Compared to global equities' returns at over 12%, Canada's S&P/TSX Composite only returned 4.1% this year
Canada equities have been underperforming in the market this year according to Myles Zyblock, chief investment strategist of Scotia Global Asset Management.
Canada’s S&P/TSX Composite, Canada’s primary benchmark index, ranked 60th in Bloomberg’s 92 “primary indexes.” Compared to other global equities which had delivered over 12% of returns, it only returned 4.1% this year to date.
What caused Canada’s lagging benchmark index performance?
With market capitalization weighted indexes performance often depending on their structure, Canada’s benchmark index performance this year can be attributed to its current sector weights.
60% of the S&P/TSX Composite Index was attributed to financials and resources such as energy and materials. Information Technology, Consumer Discretionary and Communication Services only took up 15%. The former had recently been out of favor with global investors while the latter took the helm of being global equity performance leaders this year.
In order to compete when it comes to returns, Canada needs the S&P 500, which is its US counterpart in the benchmark index, to continue rising as well as have its commodity prices to show more improvements than how it has been recently.
The growth of TSX’s earnings depended on the progress of financial and resource companies’ earnings. In the past 15 years, Canada’s equity market has been underperforming when compared to the US’ because the former’s earnings have not been keeping up with the pace set by the latter.

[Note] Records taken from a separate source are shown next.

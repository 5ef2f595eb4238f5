use log::{debug, error, info, warn};
use std::fmt;
use std::ops::ControlFlow;
use std::sync::Arc;
use tokio::time::Instant;

use super::context::{PipelineContext, Stage};
use crate::agents::{
    Conversion, ConverterAgent, Decision, Fetcher, HttpFetcher, IngredientParser, NormalizerAgent,
    ParserAgent, QualityGate, QualitySettings, QualityVerdict, RuleBasedParser, ScraperAgent,
    UnitPreferences,
};
use crate::config::Settings;
use crate::error::{AgentError, PipelineError, StageFailure};
use crate::model::{RawPage, Recipe};
use crate::providers::LlmGateway;
use crate::retry::RetryPolicy;

/// How a run ended.
#[derive(Debug, Clone, PartialEq)]
pub enum RunState {
    Accepted,
    Rejected,
    Failed(StageFailure),
}

impl RunState {
    pub fn label(&self) -> &'static str {
        match self {
            RunState::Accepted => "accepted",
            RunState::Rejected => "rejected",
            RunState::Failed(_) => "failed",
        }
    }
}

impl fmt::Display for RunState {
    fn fmt(&self, f: &mut fmt::Formatter<'_>) -> fmt::Result {
        match self {
            RunState::Failed(failure) => write!(f, "failed ({})", failure),
            other => f.write_str(other.label()),
        }
    }
}

/// Result of one orchestrator run.
#[derive(Debug, Clone)]
pub struct RunOutcome {
    pub url: String,
    pub state: RunState,
    pub recipe: Option<Recipe>,
    pub verdict: Option<QualityVerdict>,
    pub context: PipelineContext,
}

impl RunOutcome {
    pub fn is_accepted(&self) -> bool {
        self.state == RunState::Accepted
    }
}

/// Pipeline position. Each step owns the payload for its stage.
enum Step {
    Fetching,
    Parsing(RawPage),
    Normalizing(Recipe),
    Converting(Recipe),
    Gating(Recipe),
}

type Finished = (RunState, Option<QualityVerdict>);

impl Step {
    fn stage(&self) -> Stage {
        match self {
            Step::Fetching => Stage::Fetching,
            Step::Parsing(_) => Stage::Parsing,
            Step::Normalizing(_) => Stage::Normalizing,
            Step::Converting(_) => Stage::Converting,
            Step::Gating(_) => Stage::Gating,
        }
    }
}

/// Sequences the agents for a single URL. Holds no per-run state, so one
/// instance can serve many concurrent runs.
pub struct Orchestrator {
    scraper: ScraperAgent,
    parser: ParserAgent,
    normalizer: NormalizerAgent,
    converter: ConverterAgent,
    gate: QualityGate,
}

impl Orchestrator {
    pub fn builder() -> OrchestratorBuilder {
        OrchestratorBuilder::default()
    }

    pub fn new(
        scraper: ScraperAgent,
        parser: ParserAgent,
        normalizer: NormalizerAgent,
        converter: ConverterAgent,
        gate: QualityGate,
    ) -> Self {
        Self {
            scraper,
            parser,
            normalizer,
            converter,
            gate,
        }
    }

    /// Run the full pipeline for `url`. Never returns an error: failures are
    /// reported through `RunOutcome::state`.
    pub async fn run(&self, url: &str) -> RunOutcome {
        let mut context = PipelineContext::new();
        let mut step = Step::Fetching;

        let (state, verdict) = loop {
            let stage = step.stage();
            debug!("{}: {}", url, stage);
            let started = Instant::now();
            let next = self.advance(step, url, &mut context).await;
            context.record_timing(stage, started.elapsed());
            match next {
                ControlFlow::Continue(next) => step = next,
                ControlFlow::Break(done) => break done,
            }
        };

        match &state {
            RunState::Accepted => info!(
                "Accepted {} (score {:.2}, {} warnings)",
                url,
                verdict.as_ref().map_or(0.0, |v| v.score),
                context.warnings.len()
            ),
            RunState::Rejected => info!(
                "Rejected {}: {}",
                url,
                verdict
                    .as_ref()
                    .map(|v| v.reasons.join(", "))
                    .unwrap_or_default()
            ),
            RunState::Failed(failure) => error!("{}: {}", url, failure),
        }

        RunOutcome {
            url: url.to_string(),
            recipe: context.recipe.clone(),
            state,
            verdict,
            context,
        }
    }

    async fn advance(
        &self,
        step: Step,
        url: &str,
        context: &mut PipelineContext,
    ) -> ControlFlow<Finished, Step> {
        let next = match step {
            Step::Fetching => match self.scraper.scrape(url).await {
                Ok(page) => Step::Parsing(page),
                Err(e) => return fail(context, Stage::Fetching, e.into()),
            },
            Step::Parsing(page) => match self.parser.parse(page, context).await {
                Ok(recipe) => {
                    context.recipe = Some(recipe.clone());
                    Step::Normalizing(recipe)
                }
                Err(e) => return fail(context, Stage::Parsing, e.into()),
            },
            Step::Normalizing(recipe) => {
                let recipe = self.normalizer.normalize(recipe);
                context.recipe = Some(recipe.clone());
                Step::Converting(recipe)
            }
            Step::Converting(recipe) => {
                let Conversion {
                    recipe,
                    non_convertible,
                    approximations,
                } = self.converter.convert(recipe);
                for problem in non_convertible {
                    context.warn(Stage::Converting, problem.to_string());
                }
                for approximation in approximations {
                    context.warn(Stage::Converting, approximation.to_string());
                }
                context.recipe = Some(recipe.clone());
                Step::Gating(recipe)
            }
            Step::Gating(mut recipe) => {
                let verdict = self.gate.evaluate(&recipe);
                recipe.quality_score = Some(verdict.score);
                let state = match verdict.decision {
                    Decision::Accept => RunState::Accepted,
                    Decision::Warn => {
                        context.warn(
                            Stage::Gating,
                            format!(
                                "Quality score {:.2} below threshold: {}",
                                verdict.score,
                                verdict.reasons.join(", ")
                            ),
                        );
                        RunState::Accepted
                    }
                    Decision::Reject => RunState::Rejected,
                };
                context.recipe = Some(recipe);
                return ControlFlow::Break((state, Some(verdict)));
            }
        };
        ControlFlow::Continue(next)
    }
}

fn fail(context: &mut PipelineContext, stage: Stage, error: PipelineError) -> ControlFlow<Finished, Step> {
    let failure = StageFailure { stage, error };
    context.failure = Some(failure.clone());
    ControlFlow::Break((RunState::Failed(failure), None))
}

/// Builder for an [`Orchestrator`]. Anything not injected is built from
/// the settings.
#[derive(Default)]
pub struct OrchestratorBuilder {
    settings: Option<Settings>,
    fetcher: Option<Arc<dyn Fetcher>>,
    parser: Option<Arc<dyn IngredientParser>>,
    gateway: Option<Arc<LlmGateway>>,
    without_llm: bool,
    scrape_retry: Option<RetryPolicy>,
}

impl OrchestratorBuilder {
    /// Use these settings instead of `Settings::default()`
    ///
    /// # Example
    /// ```
    /// use recipe_agent::{Orchestrator, Settings};
    ///
    /// let builder = Orchestrator::builder().settings(Settings::default());
    /// ```
    pub fn settings(mut self, settings: Settings) -> Self {
        self.settings = Some(settings);
        self
    }

    /// Replace the HTTP fetcher, e.g. with a stub in tests.
    pub fn fetcher(mut self, fetcher: Arc<dyn Fetcher>) -> Self {
        self.fetcher = Some(fetcher);
        self
    }

    /// Replace the rule-based ingredient parser.
    pub fn ingredient_parser(mut self, parser: Arc<dyn IngredientParser>) -> Self {
        self.parser = Some(parser);
        self
    }

    /// Share an existing gateway, so several orchestrators draw from one
    /// concurrency cap.
    pub fn gateway(mut self, gateway: Arc<LlmGateway>) -> Self {
        self.gateway = Some(gateway);
        self.without_llm = false;
        self
    }

    /// Never re-parse through an LLM. Low-confidence lines only warn.
    ///
    /// # Example
    /// ```
    /// use recipe_agent::Orchestrator;
    ///
    /// let orchestrator = Orchestrator::builder().without_llm().build();
    /// assert!(orchestrator.is_ok());
    /// ```
    pub fn without_llm(mut self) -> Self {
        self.gateway = None;
        self.without_llm = true;
        self
    }

    pub fn scrape_retry(mut self, retry: RetryPolicy) -> Self {
        self.scrape_retry = Some(retry);
        self
    }

    pub fn build(self) -> Result<Orchestrator, AgentError> {
        let settings = self.settings.unwrap_or_default();
        settings.validate()?;

        let fetcher: Arc<dyn Fetcher> = match self.fetcher {
            Some(fetcher) => fetcher,
            None => Arc::new(HttpFetcher::new(&settings.scraping)?),
        };
        let mut scraper = ScraperAgent::new(fetcher, &settings.scraping);
        if let Some(retry) = self.scrape_retry {
            scraper = scraper.with_retry(retry);
        }

        let gateway = match (self.gateway, self.without_llm) {
            (Some(gateway), _) => Some(gateway),
            (None, true) => None,
            (None, false) => match LlmGateway::from_settings(&settings.llm) {
                Ok(gateway) => Some(Arc::new(gateway)),
                Err(e) => {
                    warn!("LLM re-parse disabled: {}", e);
                    None
                }
            },
        };
        let parser = ParserAgent::new(
            self.parser.unwrap_or_else(|| Arc::new(RuleBasedParser)),
            gateway,
            settings.processing.min_ingredient_confidence,
        );

        Ok(Orchestrator::new(
            scraper,
            parser,
            NormalizerAgent::from_settings(&settings.processing),
            ConverterAgent::new(UnitPreferences::from_settings(&settings.processing)),
            QualityGate::new(QualitySettings::from_settings(&settings.processing)),
        ))
    }
}
use async_trait::async_trait;
use log::debug;
use reqwest::{Client, StatusCode, Url};

use super::json_ld::extract_recipe;
use crate::config::ScrapingSettings;
use crate::error::ScrapeError;
use crate::model::RawPage;

/// Turns a URL into a raw recipe page.
#[async_trait]
pub trait Fetcher: Send + Sync {
    async fn fetch(&self, url: &str) -> Result<RawPage, ScrapeError>;
}

/// Fetches pages over HTTP and reads the schema.org Recipe from their JSON-LD.
pub struct HttpFetcher {
    client: Client,
    max_content_length: usize,
}

impl HttpFetcher {
    pub fn new(settings: &ScrapingSettings) -> Result<Self, reqwest::Error> {
        let client = Client::builder()
            .timeout(settings.timeout())
            .user_agent(settings.user_agent.as_str())
            .build()?;

        Ok(Self {
            client,
            max_content_length: settings.max_content_length,
        })
    }

    fn too_large(&self, size: usize) -> ScrapeError {
        ScrapeError::ContentTooLarge {
            size,
            limit: self.max_content_length,
        }
    }
}

fn map_transport_error(err: reqwest::Error) -> ScrapeError {
    if err.is_timeout() {
        ScrapeError::Timeout
    } else {
        ScrapeError::Network(err.to_string())
    }
}

fn map_status(status: StatusCode) -> ScrapeError {
    match status {
        StatusCode::NOT_FOUND | StatusCode::GONE => ScrapeError::NotFound,
        StatusCode::TOO_MANY_REQUESTS => ScrapeError::Network(format!("HTTP {}", status)),
        s if s.is_server_error() => ScrapeError::Network(format!("HTTP {}", s)),
        s => ScrapeError::UnsupportedSite(format!("HTTP {}", s)),
    }
}

#[async_trait]
impl Fetcher for HttpFetcher {
    async fn fetch(&self, url: &str) -> Result<RawPage, ScrapeError> {
        let parsed = Url::parse(url).map_err(|e| ScrapeError::InvalidUrl(format!("{url}: {e}")))?;
        if !matches!(parsed.scheme(), "http" | "https") {
            return Err(ScrapeError::InvalidUrl(format!(
                "{url}: unsupported scheme '{}'",
                parsed.scheme()
            )));
        }

        let mut response = self
            .client
            .get(parsed)
            .send()
            .await
            .map_err(map_transport_error)?;

        let status = response.status();
        if !status.is_success() {
            return Err(map_status(status));
        }

        if let Some(length) = response.content_length() {
            if length as usize > self.max_content_length {
                return Err(self.too_large(length as usize));
            }
        }

        // Read in chunks so an oversized body without a Content-Length header
        // is cut off early.
        let mut body: Vec<u8> = Vec::new();
        while let Some(chunk) = response.chunk().await.map_err(map_transport_error)? {
            body.extend_from_slice(&chunk);
            if body.len() > self.max_content_length {
                return Err(self.too_large(body.len()));
            }
        }
        debug!("Fetched {} bytes from {}", body.len(), url);

        let html = String::from_utf8_lossy(&body);
        let mut page = extract_recipe(&html, url).ok_or_else(|| {
            ScrapeError::UnsupportedSite(format!("no schema.org Recipe found at {url}"))
        })?;
        page.content_length = body.len();
        Ok(page)
    }
}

Zyblock explained that the variation when it comes to the annual returns that TSX has can be explained by the pace of gains in commodity prices annually as well as S&P 500’S rolling one-year returns. He asserted that the best environment for the Canadian equity market is if its commodity prices rally together with its US counterpart.
The state of Canada’s banks and commodity prices
With Canada’s banks having diversified focus over various business lines and geographies, an important part of their business is domestic mortgage lending. While the boom in housing over the last 20 years has contributed largely to its earnings, it is unlikely for it to repeat in the next 20 years.
Zyblock said that China might be an important curb when it comes to future demand in commodity prices, given that it is the world’s largest consumer of commodities. Since it will take time for their real estate overcapacity and capital spending programs to normalize, Zyblock speculated that it may represent an anchor in the pacing of future commodity demand growth.
Zyblock recommended that there should be a much more diversified approach when it comes to long-term investments spanning asset classes, geographies, and sectors.